- PROBLEM DETAILS
Work out how many lines in the material below hold the word "impl". Write only the number.

- DATA IN THIS EXERCISE
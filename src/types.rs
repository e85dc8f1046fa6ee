//! The manifest record shared by the extractor, the writer and the CLI output.
//!
//! Field names and order are part of the file format consumed by the
//! front-end: `filename`, `size`, `width`, `height`.

use serde::{Deserialize, Serialize};

/// One entry of the manifest.
///
/// `size` is a string on purpose: the front-end displays it verbatim and
/// needs the trailing zeros (`"2.00"`, not `2`).
#[derive(Debug, Clone, PartialEq, Eq, Serialize, Deserialize)]
pub struct FileRecord {
    /// Base name including extension, e.g. `sunset.jpg`.
    pub filename: String,
    /// Size in megabytes with exactly two decimals.
    pub size: String,
    /// Pixel width, 0 for entries that are not decoded images.
    pub width: u32,
    /// Pixel height, 0 for entries that are not decoded images.
    pub height: u32,
}

impl FileRecord {
    pub fn new(
        filename: impl Into<String>,
        size: impl Into<String>,
        width: u32,
        height: u32,
    ) -> Self {
        Self {
            filename: filename.into(),
            size: size.into(),
            width,
            height,
        }
    }

    /// Whether the record carries real pixel dimensions.
    pub fn has_dimensions(&self) -> bool {
        self.width != 0 || self.height != 0
    }
}
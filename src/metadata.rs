//! Per-entry metadata extraction.
//!
//! Stage 2 of the manifest pipeline. For every listed entry:
//!
//! 1. **Size** — `fs::metadata` gives the byte count, which is rendered as
//!    megabytes with exactly two decimals (see [`format_size_mb`]).
//! 2. **Dimensions** — only for the allow-listed extensions in
//!    [`DIMENSION_EXTENSIONS`]. The whole file is read into memory and handed
//!    to an [`ImageBackend`]. Every other entry gets 0×0 without being opened.
//!
//! ## Decode failures
//!
//! A file with an allow-listed extension whose bytes cannot be decoded is
//! handled according to [`DecodePolicy`]: `Abort` surfaces
//! [`MetadataError::Decode`], `Zero` records the entry as 0×0. I/O failures
//! (the entry vanished, or `x.png` is a directory) are always errors.

use crate::config::DecodePolicy;
use crate::imaging::{BackendError, Dimensions, ImageBackend};
use crate::naming;
use crate::types::FileRecord;
use std::ffi::OsStr;
use std::fs;
use std::path::{Path, PathBuf};
use thiserror::Error;

/// Extensions (lowercase, without the dot) whose dimensions are decoded.
pub const DIMENSION_EXTENSIONS: &[&str] = &["jpg", "png", "gif"];

const BYTES_PER_MB: u128 = 1024 * 1024;

#[derive(Error, Debug)]
pub enum MetadataError {
    #[error("Cannot stat {}: {source}", .path.display())]
    Stat {
        path: PathBuf,
        source: std::io::Error,
    },
    #[error("Cannot read {}: {source}", .path.display())]
    Read {
        path: PathBuf,
        source: std::io::Error,
    },
    #[error("Cannot decode image {}: {source}", .path.display())]
    Decode {
        path: PathBuf,
        source: BackendError,
    },
}

/// Build the manifest record for one entry of `dir`.
///
/// The file is opened through the raw `name`; the record's `filename` is its
/// lossy UTF-8 rendering.
pub fn extract(
    dir: &Path,
    name: impl AsRef<OsStr>,
    backend: &dyn ImageBackend,
    policy: DecodePolicy,
) -> Result<FileRecord, MetadataError> {
    let path = dir.join(name.as_ref());
    let name = name.as_ref().to_string_lossy();
    let stats = fs::metadata(&path).map_err(|source| MetadataError::Stat {
        path: path.clone(),
        source,
    })?;
    let size = format_size_mb(stats.len());

    let dims = if has_dimension_extension(&name) {
        read_dimensions(&path, backend, policy)?
    } else {
        Dimensions::ZERO
    };

    Ok(FileRecord::new(name.into_owned(), size, dims.width, dims.height))
}

/// Whether an entry name has one of the [`DIMENSION_EXTENSIONS`].
pub fn has_dimension_extension(name: &str) -> bool {
    naming::lowercase_extension(name)
        .is_some_and(|ext| DIMENSION_EXTENSIONS.contains(&ext.as_str()))
}

fn read_dimensions(
    path: &Path,
    backend: &dyn ImageBackend,
    policy: DecodePolicy,
) -> Result<Dimensions, MetadataError> {
    let data = fs::read(path).map_err(|source| MetadataError::Read {
        path: path.to_path_buf(),
        source,
    })?;
    match backend.identify(&data) {
        Ok(dims) => Ok(dims),
        Err(_) if policy == DecodePolicy::Zero => Ok(Dimensions::ZERO),
        Err(source) => Err(MetadataError::Decode {
            path: path.to_path_buf(),
            source,
        }),
    }
}

/// Render a byte count as megabytes with two decimals, rounding half up.
///
/// Computed in integer hundredths so ties like 0.125 MB round to `"0.13"`
/// rather than following float formatting's tie rules.
///
/// ```text
/// 100        → "0.00"
/// 1_048_576  → "1.00"
/// 1_500_000  → "1.43"
/// ```
pub fn format_size_mb(bytes: u64) -> String {
    let hundredths = (u128::from(bytes) * 100 + BYTES_PER_MB / 2) / BYTES_PER_MB;
    format!("{}.{:02}", hundredths / 100, hundredths % 100)
}
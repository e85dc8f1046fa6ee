//! Manifest serialization and atomic writing.
//!
//! Stage 3 of the pipeline. The manifest is a JSON array of [`FileRecord`]
//! objects, pretty-printed with two-space indentation:
//!
//! ```text
//! [
//!   {
//!     "filename": "a.png",
//!     "size": "2.00",
//!     "width": 512,
//!     "height": 256
//!   }
//! ]
//! ```
//!
//! The file is written to a sibling `<name>.tmp` first and then renamed over
//! the destination, so a failed run never leaves a half-written manifest. The
//! parent directory is not created.

use crate::types::FileRecord;
use std::ffi::OsString;
use std::fs;
use std::path::{Path, PathBuf};
use thiserror::Error;

#[derive(Error, Debug)]
pub enum ManifestError {
    #[error("Failed to serialize manifest: {0}")]
    Serialize(#[from] serde_json::Error),
    #[error("Cannot write manifest {}: {source}", .path.display())]
    Write {
        path: PathBuf,
        source: std::io::Error,
    },
}

/// Serialize records as the manifest's pretty-printed JSON.
pub fn to_json(records: &[FileRecord]) -> Result<String, ManifestError> {
    Ok(serde_json::to_string_pretty(records)?)
}

/// Write the manifest to `path`, replacing any previous file.
pub fn write_manifest(records: &[FileRecord], path: &Path) -> Result<(), ManifestError> {
    let json = to_json(records)?;

    let temp_path = temp_path_for(path);
    fs::write(&temp_path, json).map_err(|source| ManifestError::Write {
        path: temp_path.clone(),
        source,
    })?;

    if let Err(source) = fs::rename(&temp_path, path) {
        let _ = fs::remove_file(&temp_path);
        return Err(ManifestError::Write {
            path: path.to_path_buf(),
            source,
        });
    }
    Ok(())
}

/// `static/files.json` → `static/files.json.tmp`
fn temp_path_for(path: &Path) -> PathBuf {
    let mut name = path
        .file_name()
        .map(|n| n.to_os_string())
        .unwrap_or_else(|| OsString::from("manifest"));
    name.push(".tmp");
    path.with_file_name(name)
}
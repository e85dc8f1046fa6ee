//! Directory listing.
//!
//! Stage 1 of the manifest pipeline. Lists the entries directly under the
//! source directory, dropping dotfiles:
//!
//! ```text
//! static/wallpapers/
//! ├── .DS_Store        # skipped
//! ├── aurora.jpg       # listed
//! ├── dunes.png        # listed
//! └── credits.txt      # listed (non-images still get a record)
//! ```
//!
//! The listing is not recursive and not sorted: names come back in the order
//! the filesystem yields them, and the manifest preserves that order.
//!
//! Names are returned as raw `OsString`s so entries whose names are not valid
//! UTF-8 can still be opened; only the manifest's `filename` is lossy.

use crate::naming;
use std::ffi::OsString;
use std::fs;
use std::path::{Path, PathBuf};
use thiserror::Error;

#[derive(Error, Debug)]
pub enum ScanError {
    #[error("Cannot read directory {}: {source}", .path.display())]
    ReadDir {
        path: PathBuf,
        source: std::io::Error,
    },
}

/// List the non-hidden entry names directly under `dir`, in listing order.
///
/// Fails if `dir` does not exist, is not a directory, or cannot be read.
pub fn list_entries(dir: &Path) -> Result<Vec<OsString>, ScanError> {
    let read_error = |source| ScanError::ReadDir {
        path: dir.to_path_buf(),
        source,
    };

    let mut names = Vec::new();
    for entry in fs::read_dir(dir).map_err(read_error)? {
        let entry = entry.map_err(read_error)?;
        let name = entry.file_name();
        if !naming::is_hidden(&name.to_string_lossy()) {
            names.push(name);
        }
    }
    Ok(names)
}
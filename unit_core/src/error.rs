//! Errors raised while building stats and units

use crate::roles::LabelError;
use thiserror::Error;

/// Stats construction error
#[derive(Error, Debug, Clone, PartialEq)]
pub enum StatsError {
    #[error("stats contain non-finite values (NaN/±Inf) at {field}")]
    NonFinite { field: &'static str },
    #[error("resource contains non-finite values")]
    NonFiniteResource,
    #[error("range must be >= 1, got {range}")]
    RangeTooLow { range: f64 },
    #[error("invalid role label {label:?}: must contain a valid role token and optional valid damage type ({reason})")]
    InvalidRoleLabel { label: String, reason: LabelError },
    #[error("invalid role stats ({label}): override issues: unknown_keys={unknown_keys:?}, type_errors={type_errors:?}")]
    OverrideIssues {
        label: String,
        unknown_keys: Vec<String>,
        type_errors: Vec<String>,
    },
    #[error("invalid role stats ({label}): {source}")]
    InvalidRoleStats {
        label: String,
        #[source]
        source: Box<StatsError>,
    },
    #[error("no role provided for unit {name:?}")]
    MissingRole { name: String },
}
//! Configuration loading - Roles schema from JSON or TOML files

use crate::roles::{validate_roles_schema, RolesSchema, SchemaError};
use std::fs;
use std::path::Path;
use thiserror::Error;

/// Configuration loading error
#[derive(Error, Debug)]
pub enum ConfigError {
    #[error("Failed to read config file: {0}")]
    IoError(#[from] std::io::Error),
    #[error("Failed to parse TOML: {0}")]
    ParseError(#[from] toml::de::Error),
    #[error("Failed to parse JSON: {0}")]
    JsonError(#[from] serde_json::Error),
    #[error("Unsupported config format: {0}")]
    UnsupportedFormat(String),
    #[error("Configuration validation error: {0}")]
    ValidationError(#[from] SchemaError),
}

/// Load a TOML file and deserialize it
pub fn load_toml<T: serde::de::DeserializeOwned>(path: &Path) -> Result<T, ConfigError> {
    let content = fs::read_to_string(path)?;
    parse_toml(&content)
}

/// Load a TOML string and deserialize it
pub fn parse_toml<T: serde::de::DeserializeOwned>(content: &str) -> Result<T, ConfigError> {
    let config: T = toml::from_str(content)?;
    Ok(config)
}

/// Load a roles schema, picking the parser from the file extension
///
/// The returned schema is always lenient; strict mode is opted into by the caller.
pub fn load_roles(path: &Path) -> Result<RolesSchema, ConfigError> {
    let extension = path
        .extension()
        .and_then(|e| e.to_str())
        .map(str::to_lowercase)
        .unwrap_or_default();
    match extension.as_str() {
        "json" => parse_roles_json(&fs::read_to_string(path)?),
        "toml" => load_toml(path),
        _ => Err(ConfigError::UnsupportedFormat(path.display().to_string())),
    }
}

/// Parse a roles schema from a JSON string
pub fn parse_roles_json(content: &str) -> Result<RolesSchema, ConfigError> {
    let schema: RolesSchema = serde_json::from_str(content)?;
    Ok(schema)
}

/// Parse a roles schema from a TOML string
pub fn parse_roles_toml(content: &str) -> Result<RolesSchema, ConfigError> {
    parse_toml(content)
}

/// Load a roles schema and reject it if any override entry has issues
pub fn load_checked_roles(path: &Path) -> Result<RolesSchema, ConfigError> {
    let schema = load_roles(path)?;
    validate_roles_schema(&schema)?;
    Ok(schema)
}

/// Roles schema shipped with the crate
pub fn default_roles() -> RolesSchema {
    let json = include_str!("../../config/roles.json");
    parse_roles_json(json).unwrap_or_else(|e| {
        log::error!("embedded roles config failed to parse: {}", e);
        RolesSchema::default()
    })
}

#[cfg(test)]
mod tests {
    use super::*;
    use crate::roles::OverrideMode;

    #[test]
    fn test_parse_roles_json() {
        let json = r#"{
            "role_type": ["Tank", "Fighter"],
            "damage_type": ["Attack"],
            "stats_per_roles": {
                "tank": {"defense": {"durability": 0.1}}
            }
        }"#;
        let schema = parse_roles_json(json).unwrap();
        assert_eq!(schema.role_types.len(), 2);
        assert!(schema.override_for("tank").is_some());
        assert_eq!(schema.mode, OverrideMode::Lenient);
    }

    #[test]
    fn test_parse_roles_toml() {
        let toml = r#"
role_type = ["Tank", "Caster"]
damage_type = ["Magic"]

[stats_per_roles.tank.defense]
durability = 0.1
armor = 20

[stats_per_roles.caster.resource]
mana_regen = 2
"#;
        let schema = parse_roles_toml(toml).unwrap();
        assert!(schema.valid_role_keys().contains("caster"));
        let caster = schema.override_for("caster").unwrap();
        assert_eq!(caster["resource"]["mana_regen"].as_f64(), Some(2.0));
        assert!(validate_roles_schema(&schema).is_ok());
    }

    #[test]
    fn test_bad_json_is_an_error() {
        assert!(matches!(parse_roles_json("{"), Err(ConfigError::JsonError(_))));
    }

    #[test]
    fn test_unsupported_extension() {
        let err = load_roles(Path::new("roles.yaml")).unwrap_err();
        assert!(matches!(err, ConfigError::UnsupportedFormat(_)));
    }

    #[test]
    fn test_missing_file() {
        let err = load_roles(Path::new("definitely/not/here.json")).unwrap_err();
        assert!(matches!(err, ConfigError::IoError(_)));
    }

    #[test]
    fn test_default_roles_is_valid() {
        let schema = default_roles();
        assert_eq!(schema.role_types.len(), 6);
        assert_eq!(schema.stats_per_roles.len(), 6);
        assert!(validate_roles_schema(&schema).is_ok());
    }
}
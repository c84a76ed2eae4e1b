//! Validation - Fail-fast checks for conditions that are never auto-corrected

use super::Stats;
use crate::error::StatsError;

/// Smallest range that still reaches adjacent hexes
pub const MIN_RANGE: f64 = 1.0;

impl Stats {
    /// Check the profile without modifying it
    ///
    /// Finiteness is checked first and independently of sign, so a NaN or
    /// infinity is reported even where sanitization would otherwise clamp.
    pub fn validate(&self) -> Result<(), StatsError> {
        if let Some((field, _)) = self.numeric_fields().into_iter().find(|(_, v)| !v.is_finite()) {
            return Err(StatsError::NonFinite { field });
        }
        if self.offense.range < MIN_RANGE {
            return Err(StatsError::RangeTooLow {
                range: self.offense.range,
            });
        }
        Ok(())
    }
}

- PROBLEM SOLUTION
5